BEGIN Dataset records
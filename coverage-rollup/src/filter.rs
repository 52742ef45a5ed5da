//! Deciding which packages take part in aggregation.
use serde::{Deserialize, Serialize};

/// Predicate consulted once per package before it is aggregated.
pub trait InclusionFilter {
    fn included(&self, package: &str) -> bool;
}

impl<F> InclusionFilter for F
where
    F: Fn(&str) -> bool,
{
    fn included(&self, package: &str) -> bool {
        self(package)
    }
}

/// Accepts every package.
#[derive(Debug, Clone, Copy, Default)]
pub struct IncludeAll;

impl InclusionFilter for IncludeAll {
    fn included(&self, _package: &str) -> bool {
        true
    }
}

/// Include/exclude lists of package name patterns.
///
/// A pattern matches a package of the same name and every package nested
/// below it (`com.acme` matches `com.acme.io`, not `com.acmeio`). A trailing
/// `*` matches any name starting with the text before it. An empty include
/// list includes everything not excluded.
#[derive(Debug, Clone, Default, Deserialize, Serialize)]
pub struct PatternFilter {
    #[serde(default)]
    pub include: Vec<String>,
    #[serde(default)]
    pub exclude: Vec<String>,
}

impl PatternFilter {
    pub fn new(include: Vec<String>, exclude: Vec<String>) -> Self {
        Self { include, exclude }
    }
}

fn matches(pattern: &str, package: &str) -> bool {
    if let Some(prefix) = pattern.strip_suffix('*') {
        return package.starts_with(prefix);
    }
    package == pattern
        || package
            .strip_prefix(pattern)
            .is_some_and(|rest| rest.starts_with('.'))
}

impl InclusionFilter for PatternFilter {
    fn included(&self, package: &str) -> bool {
        let included =
            self.include.is_empty() || self.include.iter().any(|p| matches(p, package));
        included && !self.exclude.iter().any(|p| matches(p, package))
    }
}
END Dataset records
Take the line above containing "every package nested", the line containing "self.include.is_empty() || self.include.iter().any(|p|", and all lines in between, and copy them exactly without anything else.

Your response —
/// A pattern matches a package of the same name and every package nested
/// below it (`com.acme` matches `com.acme.io`, not `com.acmeio`). A trailing
/// `*` matches any name starting with the text before it. An empty include
/// list includes everything not excluded.
#[derive(Debug, Clone, Default, Deserialize, Serialize)]
pub struct PatternFilter {
    #[serde(default)]
    pub include: Vec<String>,
    #[serde(default)]
    pub exclude: Vec<String>,
}

impl PatternFilter {
    pub fn new(include: Vec<String>, exclude: Vec<String>) -> Self {
        Self { include, exclude }
    }
}

fn matches(pattern: &str, package: &str) -> bool {
    if let Some(prefix) = pattern.strip_suffix('*') {
        return package.starts_with(prefix);
    }
    package == pattern
        || package
            .strip_prefix(pattern)
            .is_some_and(|rest| rest.starts_with('.'))
}

impl InclusionFilter for PatternFilter {
    fn included(&self, package: &str) -> bool {
        let included =
            self.include.is_empty() || self.include.iter().any(|p| matches(p, package));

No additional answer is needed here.